O büyük zulmün sürdüğü günlerde bu duruma
isyan eden vicdanımız Perihan Mağden gibi bir iki
kalemi linç etmeye soyunan, “Sahte oruç kanlı
iftar” manşetleri atan Doğan medya bugün kampuslardan öğrenci mağduriyetleri devşirmekle meşgul.
AKP fobisinin “yoldaşlığa”
terfi ettirdiği kalem erbabına inat, edebîlikten uzaklaşmak pahasına, hayaletleri değil gerçeği anlatmak boynumuzun borcudur.
O halde önce, bu katliamdan “ölmeden” kurtulan ve bugün 44 yaşında olan Hacer Arıkan’a
kulak verelim:
“Aynı zamanda içeriye silahlarla ateş ediliyordu. O anda koğuşun camlarını kırarak içeriye atılan bombaların bazılarını dışarıya fırlattık. Bu defa camlardan ateş bombaları fırlatmaya başladılar, yataklar tutuştu. Ateşi söndürdük. Tam koğuştan çıkıp alt kattaki yemekhaneye yöneliyorduk ki, koğuş tavanında açılan deliklerden bir tanesinden
hortum sarkıtıldı ve odaya bir sıvı yayıldı. O anda beynimden aşağı bir ısı hissetim, ancak alev almadığım için yandığımı anlamadım.”

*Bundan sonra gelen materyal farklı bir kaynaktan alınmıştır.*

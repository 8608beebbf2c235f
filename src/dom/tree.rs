use crate::dom::element::{BoundingBox, ElementNode, TEXT_TAG};
use crate::error::{Result, StateError};
use serde::{Deserialize, Serialize};
use std::collections::HashMap;
use std::fmt;
use std::sync::atomic::{AtomicBool, Ordering};

/// Index of a node inside its [`DocumentTree`]
#[derive(Debug, Clone, Copy, PartialEq, Eq, Hash, PartialOrd, Ord, Serialize, Deserialize)]
pub struct NodeId(pub usize);

impl fmt::Display for NodeId {
    fn fmt(&self, f: &mut fmt::Formatter<'_>) -> fmt::Result {
        write!(f, "n{}", self.0)
    }
}

/// One node of a document tree.
///
/// Structure is immutable once the tree is built. The `displayed` and `dynamic`
/// bits are annotations written by later passes and may be flipped through a
/// shared reference.
#[derive(Debug)]
pub struct Node {
    /// Lower-cased tag name, `#text` for text nodes
    pub tag_name: String,
    pub attributes: HashMap<String, String>,
    /// Own text for text nodes; `None` for elements
    pub text: Option<String>,
    pub bounding_box: Option<BoundingBox>,
    parent: Option<NodeId>,
    children: Vec<NodeId>,
    depth: usize,
    displayed: AtomicBool,
    dynamic: AtomicBool,
}

impl Clone for Node {
    fn clone(&self) -> Self {
        Self {
            tag_name: self.tag_name.clone(),
            attributes: self.attributes.clone(),
            text: self.text.clone(),
            bounding_box: self.bounding_box,
            parent: self.parent,
            children: self.children.clone(),
            depth: self.depth,
            displayed: AtomicBool::new(self.displayed.load(Ordering::Relaxed)),
            dynamic: AtomicBool::new(self.dynamic.load(Ordering::Relaxed)),
        }
    }
}

impl Node {
    pub fn parent(&self) -> Option<NodeId> {
        self.parent
    }

    pub fn children(&self) -> &[NodeId] {
        &self.children
    }

    pub fn depth(&self) -> usize {
        self.depth
    }

    pub fn is_text(&self) -> bool {
        self.tag_name == TEXT_TAG
    }

    pub fn get_attribute(&self, key: &str) -> Option<&String> {
        self.attributes.get(key)
    }

    pub fn is_displayed(&self) -> bool {
        self.displayed.load(Ordering::Relaxed)
    }

    pub fn is_dynamic(&self) -> bool {
        self.dynamic.load(Ordering::Relaxed)
    }
}
//! Text helpers shared by the parser, the location filter and the CLI.
//!
//! - **Sanitising**: strip terminal control sequences from feed text
//! - **Display**: width-aware truncation and tag stripping for terminal output
//!
//! # Examples
//!
//! ```
//! use skywarn::util::{collapse_whitespace, truncate_to_width};
//!
//! assert_eq!(collapse_whitespace(" Greater   London "), "Greater London");
//! assert_eq!(truncate_to_width("Red Wind Warning", 8), "Red W...");
//! ```

mod text;

pub use text::{collapse_whitespace, plain_text, strip_control_chars, truncate_to_width};
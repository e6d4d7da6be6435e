use serde::Deserialize;
use url::Url;

/// How a relay wraps the canonical feed URL into its own request URL.
///
/// Relays are tried in list order, so the order of [`default_relays`] is part
/// of the retrieval contract.
#[derive(Debug, Clone, PartialEq, Eq, Deserialize)]
#[serde(tag = "kind", rename_all = "snake_case")]
pub enum RelayScheme {
    /// `endpoint?param=<encoded feed url>`
    Query { endpoint: String, param: String },
    /// `endpoint<encoded feed url>`, for relays whose endpoint already ends in `?` or `=`
    Prefix { endpoint: String },
    /// `endpoint/<feed url>`, the feed URL passed through verbatim as a path
    Path { endpoint: String },
}

impl RelayScheme {
    /// Builds the relay request URL for `feed_url`.
    ///
    /// # Errors
    ///
    /// Returns the parse error when the configured endpoint is not a valid URL.
    pub fn wrap(&self, feed_url: &str) -> Result<String, url::ParseError> {
        match self {
            RelayScheme::Query { endpoint, param } => {
                let url = Url::parse_with_params(endpoint, &[(param.as_str(), feed_url)])?;
                Ok(url.into())
            }
            RelayScheme::Prefix { endpoint } => {
                Url::parse(endpoint)?;
                let encoded: String =
                    url::form_urlencoded::byte_serialize(feed_url.as_bytes()).collect();
                Ok(format!("{endpoint}{encoded}"))
            }
            RelayScheme::Path { endpoint } => {
                Url::parse(endpoint)?;
                Ok(format!("{}/{}", endpoint.trim_end_matches('/'), feed_url))
            }
        }
    }
}

/// Built-in relay list, most reliable first.
pub fn default_relays() -> Vec<RelayScheme> {
    vec![
        RelayScheme::Query {
            endpoint: "https://api.allorigins.win/get".to_string(),
            param: "url".to_string(),
        },
        RelayScheme::Query {
            endpoint: "https://api.codetabs.com/v1/proxy".to_string(),
            param: "quest".to_string(),
        },
        RelayScheme::Prefix {
            endpoint: "https://corsproxy.io/?url=".to_string(),
        },
        RelayScheme::Path {
            endpoint: "https://thingproxy.freeboard.io/fetch".to_string(),
        },
    ]
}

#[cfg(test)]
mod tests {
    use super::*;

    const FEED: &str = "https://feeds.meteoalarm.org/feeds/meteoalarm-legacy-rss-germany";

    #[test]
    fn test_query_scheme_encodes_feed_url() {
        let relay = RelayScheme::Query {
            endpoint: "https://api.allorigins.win/get".to_string(),
            param: "url".to_string(),
        };
        assert_eq!(
            relay.wrap(FEED).unwrap(),
            "https://api.allorigins.win/get?url=https%3A%2F%2Ffeeds.meteoalarm.org%2Ffeeds%2Fmeteoalarm-legacy-rss-germany"
        );
    }

    #[test]
    fn test_query_scheme_keeps_existing_params() {
        let relay = RelayScheme::Query {
            endpoint: "https://relay.example.com/get?charset=utf-8".to_string(),
            param: "url".to_string(),
        };
        let wrapped = relay.wrap(FEED).unwrap();
        assert!(wrapped.starts_with("https://relay.example.com/get?charset=utf-8&url="));
    }

    #[test]
    fn test_prefix_scheme_appends_encoded_url() {
        let relay = RelayScheme::Prefix {
            endpoint: "https://corsproxy.io/?url=".to_string(),
        };
        assert_eq!(
            relay.wrap("https://a.example/x?y=1").unwrap(),
            "https://corsproxy.io/?url=https%3A%2F%2Fa.example%2Fx%3Fy%3D1"
        );
    }

    #[test]
    fn test_path_scheme_passes_url_through() {
        let relay = RelayScheme::Path {
            endpoint: "https://thingproxy.freeboard.io/fetch/".to_string(),
        };
        assert_eq!(
            relay.wrap(FEED).unwrap(),
            format!("https://thingproxy.freeboard.io/fetch/{FEED}")
        );
    }

    #[test]
    fn test_invalid_endpoint_is_error() {
        let relay = RelayScheme::Path {
            endpoint: "not a url".to_string(),
        };
        assert!(relay.wrap(FEED).is_err());
    }

    #[test]
    fn test_default_relay_order() {
        let relays = default_relays();
        assert_eq!(relays.len(), 4);
        assert!(matches!(&relays[0], RelayScheme::Query { param, .. } if param == "url"));
        assert!(matches!(&relays[3], RelayScheme::Path { .. }));
    }

    #[test]
    fn test_deserialize_from_toml() {
        #[derive(Deserialize)]
        struct Wrapper {
            relays: Vec<RelayScheme>,
        }
        let parsed: Wrapper = toml::from_str(
            r#"
[[relays]]
kind = "query"
endpoint = "https://r.example/get"
param = "u"

[[relays]]
kind = "path"
endpoint = "https://p.example/fetch"
"#,
        )
        .unwrap();
        assert_eq!(
            parsed.relays,
            vec![
                RelayScheme::Query {
                    endpoint: "https://r.example/get".to_string(),
                    param: "u".to_string(),
                },
                RelayScheme::Path {
                    endpoint: "https://p.example/fetch".to_string(),
                },
            ]
        );
    }
}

Sizin de içiniz yanmıyor mu Hacer’in eriyen yüzüyle birlikte? Devam ediyor tanığımız:
“Kapıya giderken yumuşak bir şeye bastığımı hissettim. Daha sonra Gülser Tuzcu’nun cesedi olduğunu öğrendim. Şefinur ve Gülseren arkadaşlarımın halini gördüğümde şok geçirdim. Yüz derileri sarkmıştı; resmen damla damla eriyordu.”
Bildiğiniz üzere üzerinden on yıl geçtikten sonra Hayata Dönüş Katliamı’nın duruşması salı günü başladı. Katliam emrini veren komutanlar ve siyasiler değil, yalnızca zavallı 39 piyon yargılanıyor.
Telefonla görüştüğüm, katliama maruz kalanların avukatlığı üstlenen Ömer Kavili “Bu, devletin sistemli bir
imha operasyonuydu. Gölbaşı’dan özel bir birlik, Hava Kuvvetleri’ne ait uçaklarla operasyon noktalarına getirildi. Öldürülen
tutuklu ve hükümlülerin bedenlerinden çıkan mermilerin hangi silahlara ait olduğu belli olmasın diye, cesetlerdeki yara izleri kesici aletlerle deforme edildi. Bu durum bizzat Adlî Tıp Kurumu tarafından da tesbit edildi” diyor.
Elbette hukuk önünde hesabı sorulacak sorumlulardan, ben artık buna inanıyorum.
Ama merak ediyorum, Hacer’in yukarıdaki resmi, gece başlarını yastığa koyduklarında gözlerinin önünde belirmiyor mu hiç?